Authorities in West Virginia recently enacted new measures to protect the health and well being of elderly residents. Elder abuse and neglect is an unfortunate problem in nursing homes and care facilities, often occurring due to the negligence or other wrongdoing of a caregiver or employee. The new state program will require criminal background checks for those who seek employment in an extended care facility.
These new programs require applicants submit to a fingerprint check as well as a national background check. Those affected by this initiative are those who wish to work in any long-term care facility, which includes nursing homes, home health programs, hospice care providers and day care programs for adults. This legislation was approved by both legislative houses and was signed into law by the governor.

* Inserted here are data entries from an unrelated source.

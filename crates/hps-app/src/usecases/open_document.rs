use std::path::{Path, PathBuf};
use std::sync::Arc;
use std::time::Duration;

use anyhow::Result;
use hps_core::{
    open::{FileReference, OpenAttempt, ResolveKind, ViewerHandle, UNKNOWN_DISPLAY_NAME},
    ports::{
        ContentResolverPort, DocumentStorePort, DownloadManagerPort, DownloadOutcome, NoticePort,
        SandboxDirsPort, SettingsPort, ViewerBridgePort, ViewerStateStorePort,
    },
    sandbox_dirs::SandboxDirs,
    settings::Settings,
};
use log::{info, warn};
use tracing::{debug_span, Instrument};

pub const LOAD_FAILED_NOTICE: &str = "File failed to load";
pub const BIND_FAILED_NOTICE: &str = "Viewer failed to initialize";

/// Where a single open attempt ended up.
#[derive(Debug, Clone, PartialEq, Eq)]
pub enum OpenOutcome {
    Loaded { path: PathBuf },
    LoadFailed { path: PathBuf },
    /// The bridge was reattached to previously held state; nothing was
    /// reloaded.
    Restored { handle: ViewerHandle },
    BindFailed,
    /// The download completed without a usable file. The attempt stays
    /// waiting; no error is surfaced.
    DownloadStalled,
    DownloadTimedOut,
}

/// Resolves a file reference to a local path and hands it to the viewer
/// bridge.
///
/// Resolution is synchronous for content references and files already on
/// disk, and goes through the download manager otherwise. The blocking
/// bridge load always runs off the calling task. Copy failures along the
/// way are logged and skipped; the only user-visible failures are the
/// transient load/bind notices.
pub struct OpenDocumentUseCase {
    sandbox_dirs: Arc<dyn SandboxDirsPort>,
    document_store: Arc<dyn DocumentStorePort>,
    downloads: Arc<dyn DownloadManagerPort>,
    content_resolver: Arc<dyn ContentResolverPort>,
    viewer_bridge: Arc<dyn ViewerBridgePort>,
    viewer_state: Arc<dyn ViewerStateStorePort>,
    settings: Arc<dyn SettingsPort>,
    notices: Arc<dyn NoticePort>,
}

impl OpenDocumentUseCase {
    #[allow(clippy::too_many_arguments)]
    pub fn new(
        sandbox_dirs: Arc<dyn SandboxDirsPort>,
        document_store: Arc<dyn DocumentStorePort>,
        downloads: Arc<dyn DownloadManagerPort>,
        content_resolver: Arc<dyn ContentResolverPort>,
        viewer_bridge: Arc<dyn ViewerBridgePort>,
        viewer_state: Arc<dyn ViewerStateStorePort>,
        settings: Arc<dyn SettingsPort>,
        notices: Arc<dyn NoticePort>,
    ) -> Self {
        Self {
            sandbox_dirs,
            document_store,
            downloads,
            content_resolver,
            viewer_bridge,
            viewer_state,
            settings,
            notices,
        }
    }

    pub async fn execute(
        &self,
        reference: &FileReference,
        has_saved_state: bool,
    ) -> Result<OpenOutcome> {
        let span = debug_span!(
            "app.open_document",
            reference = %reference,
            restoring = has_saved_state,
        );
        self.execute_inner(reference, has_saved_state)
            .instrument(span)
            .await
    }

    async fn execute_inner(
        &self,
        reference: &FileReference,
        has_saved_state: bool,
    ) -> Result<OpenOutcome> {
        let dirs = self.sandbox_dirs.get_sandbox_dirs()?;
        let mut attempt = OpenAttempt::new();

        match reference {
            FileReference::Content { uri } => {
                attempt.begin(ResolveKind::Content)?;
                let target = self.materialize_content(uri, &dirs).await;
                if has_saved_state {
                    return self.restore().await;
                }
                attempt.resolved(target.clone())?;
                self.load(&mut attempt, target).await
            }
            FileReference::Direct { uri, path } => {
                if has_saved_state {
                    return self.restore().await;
                }
                attempt.begin(ResolveKind::Direct)?;
                if self.document_store.exists(path).await {
                    let resolved = self.resolve_local(path, &dirs).await;
                    attempt.resolved(resolved.clone())?;
                    self.load(&mut attempt, resolved).await
                } else {
                    self.download_and_open(&mut attempt, uri, &dirs).await
                }
            }
        }
    }

    /// Stream a content reference into the documents root, named after
    /// the provider's display name (or the placeholder when it has
    /// none). Read or write failures are logged; the attempt proceeds
    /// and the subsequent load reports the failure.
    async fn materialize_content(&self, uri: &str, dirs: &SandboxDirs) -> PathBuf {
        let name = match self.content_resolver.display_name(uri).await {
            Ok(Some(name)) => name,
            Ok(None) => UNKNOWN_DISPLAY_NAME.to_string(),
            Err(err) => {
                warn!("content display-name query for {uri} failed: {err:#}");
                UNKNOWN_DISPLAY_NAME.to_string()
            }
        };
        let target = dirs.documents_root.join(&name);

        match self.content_resolver.read(uri).await {
            Ok(bytes) => {
                match self
                    .document_store
                    .write_bytes(&dirs.documents_root, &name, &bytes)
                    .await
                {
                    Ok(_) => self.added_to_documents(&name),
                    Err(err) => warn!("storing content {name} failed: {err:#}"),
                }
            }
            Err(err) => warn!("reading content {uri} failed: {err:#}"),
        }
        target
    }

    /// A file that exists on disk: use it as-is when it is already part
    /// of the sandbox (by location or by name), otherwise import a copy
    /// into the documents root.
    async fn resolve_local(&self, path: &Path, dirs: &SandboxDirs) -> PathBuf {
        let name = path
            .file_name()
            .map(|n| n.to_string_lossy().into_owned())
            .unwrap_or_default();

        let already_imported = path.starts_with(&dirs.documents_root)
            || path.starts_with(&dirs.samples_dir)
            || self
                .document_store
                .contains_filename(&dirs.documents_root, &name)
                .await;
        if already_imported {
            return path.to_path_buf();
        }

        match self
            .document_store
            .copy_into(path, &dirs.documents_root)
            .await
        {
            Ok(copied) => {
                self.added_to_documents(&name);
                copied
            }
            Err(err) => {
                warn!("importing {} failed: {err:#}", path.display());
                path.to_path_buf()
            }
        }
    }

    /// The reference names no local file: download it into the storage
    /// root, then move the artifact into the documents root and open it.
    async fn download_and_open(
        &self,
        attempt: &mut OpenAttempt,
        uri: &str,
        dirs: &SandboxDirs,
    ) -> Result<OpenOutcome> {
        let settings = self.load_settings().await;
        let ticket = self.downloads.enqueue(uri, &dirs.storage_root).await?;
        attempt.await_download(ticket)?;

        let timeout = Duration::from_secs(settings.download_timeout_secs);
        match self.downloads.wait(ticket, timeout).await? {
            DownloadOutcome::Completed(artifact) => {
                attempt.download_complete(ticket, Some(artifact.clone()));
                let target = self.import_download(&artifact, dirs).await;
                self.load(attempt, target).await
            }
            DownloadOutcome::Missing => {
                attempt.download_complete(ticket, None);
                warn!("download {} finished without a file; attempt stays waiting", ticket.id());
                Ok(OpenOutcome::DownloadStalled)
            }
            DownloadOutcome::TimedOut => {
                self.downloads.cancel(ticket).await;
                warn!("download {} timed out after {timeout:?}", ticket.id());
                Ok(OpenOutcome::DownloadTimedOut)
            }
        }
    }

    async fn import_download(&self, artifact: &Path, dirs: &SandboxDirs) -> PathBuf {
        let name = artifact
            .file_name()
            .map(|n| n.to_string_lossy().into_owned())
            .unwrap_or_default();

        match self
            .document_store
            .copy_into(artifact, &dirs.documents_root)
            .await
        {
            Ok(target) => {
                if let Err(err) = self.document_store.remove(artifact).await {
                    warn!(
                        "removing download artifact {} failed: {err:#}",
                        artifact.display()
                    );
                }
                self.added_to_documents(&name);
                target
            }
            Err(err) => {
                warn!("importing download {} failed: {err:#}", artifact.display());
                artifact.to_path_buf()
            }
        }
    }

    async fn restore(&self) -> Result<OpenOutcome> {
        let handle = match self.viewer_state.load().await {
            Ok(Some(handle)) => handle,
            Ok(None) => ViewerHandle::NULL,
            Err(err) => {
                warn!("loading saved viewer state failed: {err:#}");
                ViewerHandle::NULL
            }
        };
        self.viewer_bridge.attach(handle);
        if !self.viewer_bridge.bind() {
            self.notices.notice(BIND_FAILED_NOTICE);
            return Ok(OpenOutcome::BindFailed);
        }
        info!("viewer reattached without reloading");
        Ok(OpenOutcome::Restored { handle })
    }

    async fn load(&self, attempt: &mut OpenAttempt, path: PathBuf) -> Result<OpenOutcome> {
        if !self.viewer_bridge.bind() {
            self.notices.notice(BIND_FAILED_NOTICE);
            return Ok(OpenOutcome::BindFailed);
        }
        attempt.begin_load(path.clone())?;

        let bridge = self.viewer_bridge.clone();
        let load_path = path.clone();
        // Cancelling this task would not interrupt the bridge call; it
        // runs to completion either way.
        let success = tokio::task::spawn_blocking(move || bridge.load(&load_path)).await?;
        attempt.finish_load(success)?;

        if success {
            if let Err(err) = self.viewer_state.save(self.viewer_bridge.handle()).await {
                warn!("saving viewer state failed: {err:#}");
            }
            info!("loaded {}", path.display());
            Ok(OpenOutcome::Loaded { path })
        } else {
            self.notices.notice(LOAD_FAILED_NOTICE);
            Ok(OpenOutcome::LoadFailed { path })
        }
    }

    async fn load_settings(&self) -> Settings {
        match self.settings.load().await {
            Ok(settings) => settings,
            Err(err) => {
                warn!("loading settings failed: {err:#}");
                Settings::default()
            }
        }
    }

    fn added_to_documents(&self, name: &str) {
        self.notices.notice(&format!("{name} Added to My Documents"));
    }
}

It is tragic and unacceptable when elderly West Virginia residents are harmed because of the actions or negligence of those charged with their health and safety. It is hoped that this new law will protect the elderly and prevent abuse, but tragic instances can still occur. In addition to direct physical abuse, nursing home residents and those requiring long-term care may be subjected to neglect, emotional abuse or even financial manipulation.
When families suspect that their loved one is the victim of elder abuse and neglect, it is advisable to seek legal assistance as soon as possible. With the proper help, families can advocate for the rights of a loved one, seeking to hold parties accountable for wrongdoing. When a family sees physical symptoms of abuse or neglect -- depression, bedsores and other signs -- a case evaluation can determine if legal recourse is an appropriate option.